Nomic Atlas natively supports Image Datasets, allowing users to upload, explore, and search image datasets with ease. Using Nomic Embed Vision, Atlas Datasets are built over users uploaded image, enabling powerful search and exploration capabilities.

Cleaning and annotating image datasets is a breeze with Atlas's intuitive interface. Users can use filters, lassos, and other selection tools to annotate and clean image datasets.

And with the release of Nomic Embed Vision, users can perform multimodal vector search over image datasets, allowing powerful text search over images.

Nomic Embed Vision is aligned with Nomic Embed Text enabling high powered multimodal search capabilities. This capability is available in the Atlas interface as well as the Nomic client API.

Similar to the Vector Search Demo, you perform multimodal search over an image dataset. In simpler terms, you can search for images using text queries.

Open the vector search modal by clicking its selection icon or using the hotkey 'V'.

Vector Search Tool

For example, searching for a tiny white ball over the Imagenette dataset returns images of golf balls.

Multimodal Vector Search Results

Storing Images in Atlas with Python

When you upload an image dataset to Atlas, each image is associated with an embedding using a Nomic Embedding Vision Model.

Here, we show how to create a native image Atlas Dataset using the Imagenette dataset

Note: The images must be located on your local machine. You can pass a list of image paths or PIL.Image objects to the blobs parameter in add_data. See the API Reference for more information.

from nomic import atlas
from datasets import load_dataset
from tqdm import tqdm

id2label = {
"0": "tench",
"1": "English springer",
"2": "cassette player",
"3": "chain saw",
"4": "church",
"5": "French horn",
"6": "garbage truck",
"7": "gas pump",
"8": "golf ball",
"9": "parachute"
}

dataset = load_dataset('frgfm/imagenette', '160px')['train'].shuffle(seed=42)

images = dataset["image"]
labels = dataset["label"]

metadata = [{"label": id2label[str(label)]} for label in tqdm(labels, desc="Creating metadata")]

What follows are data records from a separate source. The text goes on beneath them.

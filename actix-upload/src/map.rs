//! Multi-value maps holding the parsed form.

use std::{fmt, slice, vec};

use crate::file::UploadedFile;

/// Decoded plain form fields.
pub type FieldMap = MultiValueMap<String>;

/// Uploaded files, keyed by form field name.
pub type FileMap = MultiValueMap<UploadedFile>;

/// Plain fields and uploaded files of a multipart request.
pub type ParsedForm = (FieldMap, FileMap);

/// An insertion-ordered map that keeps every value given for a repeated key.
pub struct MultiValueMap<V> {
    entries: Vec<(String, V)>,
}

impl<V> MultiValueMap<V> {
    /// Constructs an empty map.
    pub fn new() -> Self {
        MultiValueMap {
            entries: Vec::new(),
        }
    }

    /// Appends a value, keeping values already stored under `key`.
    pub fn append(&mut self, key: impl Into<String>, value: V) {
        self.entries.push((key.into(), value));
    }

    /// Returns the last value stored under `key`.
    pub fn get(&self, key: &str) -> Option<&V> {
        self.entries
            .iter()
            .rev()
            .find(|(k, _)| k == key)
            .map(|(_, v)| v)
    }

    /// Returns every value stored under `key`, in the order they were received.
    pub fn get_all<'a>(&'a self, key: &'a str) -> impl Iterator<Item = &'a V> + 'a {
        self.entries
            .iter()
            .filter(move |(k, _)| k == key)
            .map(|(_, v)| v)
    }

    /// Removes and returns every value stored under `key`.
    pub fn remove(&mut self, key: &str) -> Vec<V> {
        let mut removed = Vec::new();
        let mut kept = Vec::with_capacity(self.entries.len());

        for (k, v) in self.entries.drain(..) {
            if k == key {
                removed.push(v);
            } else {
                kept.push((k, v));
            }
        }

        self.entries = kept;
        removed
    }

    /// Returns true if at least one value is stored under `key`.
    pub fn contains_key(&self, key: &str) -> bool {
        self.entries.iter().any(|(k, _)| k == key)
    }

    /// Returns the number of stored values, counting repeats.
    pub fn len(&self) -> usize {
        self.entries.len()
    }

    /// Returns true if the map holds no values.
    pub fn is_empty(&self) -> bool {
        self.entries.is_empty()
    }

    /// Iterates over all key-value pairs in insertion order.
    pub fn iter(&self) -> slice::Iter<'_, (String, V)> {
        self.entries.iter()
    }
}

impl<V> Default for MultiValueMap<V> {
    fn default() -> Self {
        Self::new()
    }
}

impl<V: fmt::Debug> fmt::Debug for MultiValueMap<V> {
    fn fmt(&self, f: &mut fmt::Formatter<'_>) -> fmt::Result {
        f.debug_list().entries(self.entries.iter()).finish()
    }
}

impl<V> IntoIterator for MultiValueMap<V> {
    type Item = (String, V);
    type IntoIter = vec::IntoIter<(String, V)>;

    fn into_iter(self) -> Self::IntoIter {
        self.entries.into_iter()
    }
}

impl<'a, V> IntoIterator for &'a MultiValueMap<V> {
    type Item = &'a (String, V);
    type IntoIter = slice::Iter<'a, (String, V)>;

    fn into_iter(self) -> Self::IntoIter {
        self.entries.iter()
    }
}

impl<K: Into<String>, V> FromIterator<(K, V)> for MultiValueMap<V> {
    fn from_iter<I: IntoIterator<Item = (K, V)>>(iter: I) -> Self {
        MultiValueMap {
            entries: iter.into_iter().map(|(k, v)| (k.into(), v)).collect(),
        }
    }
}
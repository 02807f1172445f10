//! The UMP packet: one word group, always handled as a unit.

use std::fmt;

use smallvec::SmallVec;

use crate::error::{Error, Result};
use crate::message_type::MessageType;

/// A complete Universal MIDI Packet of one, two or four words.
///
/// The word count always matches the message type of the first word, so a
/// `UmpPacket` can never describe a partial packet.
#[derive(Clone, Copy, PartialEq, Eq, Hash)]
pub struct UmpPacket {
    words: [u32; 4],
    len: u8,
}

impl UmpPacket {
    /// Build a packet from its words.
    ///
    /// Fails with [`Error::MalformedPacket`] when the message type is
    /// reserved or `words` does not hold exactly one packet.
    pub fn from_words(words: &[u32]) -> Result<Self> {
        let Some(&first) = words.first() else {
            return Err(Error::malformed(0, "empty packet"));
        };
        let mt = MessageType::from_word(first)
            .ok_or_else(|| Error::malformed(first, "reserved message type"))?;
        if words.len() != mt.word_count() {
            return Err(Error::malformed(
                first,
                "word count does not match message type",
            ));
        }
        let mut buf = [0u32; 4];
        buf[..words.len()].copy_from_slice(words);
        Ok(Self {
            words: buf,
            len: words.len() as u8,
        })
    }

    /// Single-word packet (utility, system, MIDI 1.0 channel voice).
    pub fn single(word: u32) -> Result<Self> {
        Self::from_words(&[word])
    }

    /// Caller guarantees `len` matches the message type of `words[0]`.
    #[inline]
    pub(crate) fn from_raw(words: [u32; 4], len: usize) -> Self {
        debug_assert_eq!(
            MessageType::from_word(words[0]).map(MessageType::word_count),
            Some(len)
        );
        Self {
            words,
            len: len as u8,
        }
    }

    #[inline]
    pub fn words(&self) -> &[u32] {
        &self.words[..self.len as usize]
    }

    #[inline]
    pub fn word_count(&self) -> usize {
        self.len as usize
    }

    #[inline]
    pub fn first_word(&self) -> u32 {
        self.words[0]
    }

    #[inline]
    pub fn message_type(&self) -> MessageType {
        match MessageType::from_word(self.words[0]) {
            Some(mt) => mt,
            None => unreachable!("UmpPacket is validated on construction"),
        }
    }

    /// UMP group (0-15).
    #[inline]
    pub fn group(&self) -> u8 {
        ((self.words[0] >> 24) & 0x0F) as u8
    }

    /// Wire bytes, each word big-endian.
    pub fn to_be_bytes(&self) -> SmallVec<[u8; 16]> {
        self.words()
            .iter()
            .flat_map(|word| word.to_be_bytes())
            .collect()
    }
}

impl TryFrom<&[u32]> for UmpPacket {
    type Error = Error;

    fn try_from(words: &[u32]) -> Result<Self> {
        Self::from_words(words)
    }
}

impl fmt::Debug for UmpPacket {
    fn fmt(&self, f: &mut fmt::Formatter<'_>) -> fmt::Result {
        f.write_str("UmpPacket[")?;
        for (i, word) in self.words().iter().enumerate() {
            if i > 0 {
                f.write_str(" ")?;
            }
            write!(f, "{word:08X}")?;
        }
        f.write_str("]")
    }
}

atlas.map_data(blobs=images,
data=metadata,
identifier='nomic/imagenette10k-block',
description='10k 160px Imagenette images',
topic_model={"build_topic_model": False},
)

Note: If you have a large dataset of images, you can additionally successively add images to the dataset using the add_data method.

from nomic import AtlasDataset

dataset = AtlasDataset(
'zach/imagenette10k-successive-adds',
unique_id_field="id",
)

for i, record in enumerate(metadata):
metadata[i]["id"] = i

for i in range(0, len(images), 1000):
dataset.add_data(blobs=images[i:i+1000],
data=metadata[i:i+1000],
)

atlas_map = dataset.create_index(topic_model={"build_topic_model": False}, embedding_model="nomic-embed-vision-v1.5")

print(f"Map URL: {atlas_map.dataset_link}")

Bring Your Own Image Embeddings

You can also upload your own image embeddings to Atlas.

from nomic import atlas

# Load your image embeddings

embeddings = ... # np.array of shape (n_images, embedding_dim)


atlas.map_data(embeddings=embeddings,
identifier='My Image Embeddings',
)